Bayesian Coreset Optimization for Personalized Federated Learning
Prateek Chanda, Shrey Modi, Ganesh Ramakrishnan
TL;DR
This work presents CoreSet-PFedBayes, a personalized federated learning framework that optimizes per-client coresets via Bayesian coreset weights to train on compact, representative data rather than full local datasets. By integrating coreset weighting into the FL objective and adding a likelihood-consistency term, the method maintains alignment with full-data distributions while achieving strong generalization bounds, shown to be minimax-optimal up to logarithmic factors. The approach uses Accelerated Iterative Hard Thresholding (AIHT) to efficiently learn sparse per-client coresets and delivers consistent accuracy gains over random-sample baselines and submodular subset selectors on benchmarks like MNIST, Fashion-MNIST, CIFAR-10, and several medical datasets. Theoretical results quantify the generalization-error trade-offs with coresets, and experiments demonstrate reduced communication rounds and data requirements without sacrificing performance, highlighting the method’s practical impact for privacy-aware, heterogeneous FL.
Abstract
In a distributed machine learning setting like Federated Learning where there are multiple clients involved which update their individual weights to a single central server, often training on the entire individual client's dataset for each client becomes cumbersome. To address this issue we propose $\methodprop$: a personalized coreset weighted federated learning setup where the training updates for each individual clients are forwarded to the central server based on only individual client coreset based representative data points instead of the entire client data.

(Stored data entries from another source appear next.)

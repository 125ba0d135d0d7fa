//! Turn plan: the per-turn bundle produced by the coordinator.

use serde::{Deserialize, Serialize};

use super::conclusion::WorkingConclusion;
use super::hypothesis::Hypothesis;
use super::intensity::IntensityDecision;
use super::memory::MemoryTierSet;
use super::phase::{InvestigationPhase, LoopSignal, PhaseTransition};
use super::turn::{CaseId, TurnId};

/// A non-fatal condition observed while processing a turn.
///
/// Conditions are absorbed: the turn still completes and commits.
#[derive(Debug, Clone, PartialEq, Eq, Serialize, Deserialize)]
#[serde(tag = "condition", rename_all = "snake_case")]
pub enum TurnCondition {
    /// Retrieval failed; the warm tier is empty
    DegradedRetrieval { message: String },
    /// Structured model output entries were dropped
    MalformedExtraction { dropped: usize, reasons: Vec<String> },
    /// A phase recurs too often in the history ring
    LoopDetected {
        phase: InvestigationPhase,
        occurrences: usize,
        max_loops: usize,
    },
    /// The hot tier alone exceeds the token budget
    HotTierOverBudget { hot_tokens: usize, budget: usize },
    /// The reasoning model failed; the turn ran on an empty output
    ReasoningUnavailable { message: String },
    /// The model proposed hypotheses that were already ruled out
    RejectedHypothesisReproposed { count: usize },
}

impl TurnCondition {
    pub fn as_str(&self) -> &'static str {
        match self {
            Self::DegradedRetrieval { .. } => "degraded_retrieval",
            Self::MalformedExtraction { .. } => "malformed_extraction",
            Self::LoopDetected { .. } => "loop_detected",
            Self::HotTierOverBudget { .. } => "hot_tier_over_budget",
            Self::ReasoningUnavailable { .. } => "reasoning_unavailable",
            Self::RejectedHypothesisReproposed { .. } => "rejected_hypothesis_reproposed",
        }
    }
}

impl From<LoopSignal> for TurnCondition {
    fn from(signal: LoopSignal) -> Self {
        Self::LoopDetected {
            phase: signal.phase,
            occurrences: signal.occurrences,
            max_loops: signal.max_loops,
        }
    }
}

/// Phase outcome of a turn.
#[derive(Debug, Clone, PartialEq, Eq, Serialize, Deserialize)]
pub struct PhaseReport {
    /// Phase after this turn
    pub current: InvestigationPhase,
    /// Transitions taken during this turn, in order
    #[serde(default)]
    pub transitions: Vec<PhaseTransition>,
    /// Whether this turn looped back to an earlier phase
    pub looped_back: bool,
    /// Set when a phase recurs too often in the ring
    #[serde(default, skip_serializing_if = "Option::is_none")]
    pub loop_signal: Option<LoopSignal>,
    /// Ring contents after this turn, oldest first
    pub history: Vec<InvestigationPhase>,
    /// Turns spent in the current phase
    pub turns_in_phase: u32,
}

impl PhaseReport {
    pub fn loop_detected(&self) -> bool {
        self.loop_signal.is_some()
    }
}

/// Everything decided for one turn. Logged for replay, not persisted.
#[derive(Debug, Clone, PartialEq, Serialize, Deserialize)]
pub struct TurnPlan {
    pub case_id: CaseId,
    /// Ordinal assigned to the submitted turn
    pub turn: TurnId,
    pub memory: MemoryTierSet,
    /// Hypotheses after this turn, including rejected ones
    pub hypotheses: Vec<Hypothesis>,
    pub conclusion: WorkingConclusion,
    pub phase: PhaseReport,
    pub intensity: IntensityDecision,
    #[serde(default)]
    pub conditions: Vec<TurnCondition>,
}

impl TurnPlan {
    pub fn has_condition(&self, name: &str) -> bool {
        self.conditions.iter().any(|c| c.as_str() == name)
    }

    pub fn loop_detected(&self) -> bool {
        self.phase.loop_detected()
    }

    /// Number of malformed extraction entries dropped this turn.
    pub fn dropped_extractions(&self) -> usize {
        self.conditions
            .iter()
            .map(|c| match c {
                TurnCondition::MalformedExtraction { dropped, .. } => *dropped,
                _ => 0,
            })
            .sum()
    }

    /// Hypotheses that are not rejected.
    pub fn active_hypotheses(&self) -> impl Iterator<Item = &Hypothesis> {
        self.hypotheses.iter().filter(|h| !h.is_rejected())
    }
}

Through theoretical analysis we present how the average generalization error is minimax optimal up to logarithm bounds (upper bounded by $\mathcal{O}(n_k^{-\frac{2 β}{2 β+\boldsymbolΛ}} \log ^{2 δ^{\prime}}(n_k))$) and lower bounds of $\mathcal{O}(n_k^{-\frac{2 β}{2 β+\boldsymbolΛ}})$, and how the overall generalization error on the data likelihood differs from a vanilla Federated Learning setup as a closed form function ${\boldsymbol{\Im}}(\boldsymbol{w}, n_k)$ of the coreset weights $\boldsymbol{w}$ and coreset sample size $n_k$. Our experiments on different benchmark datasets based on a variety of recent personalized federated learning architectures show significant gains as compared to random sampling on the training data followed by federated learning, thereby indicating how intelligently selecting such training samples can help in performance. Additionally, through experiments on medical datasets our proposed method showcases some gains as compared to other submodular optimization based approaches used for subset selection on client's data.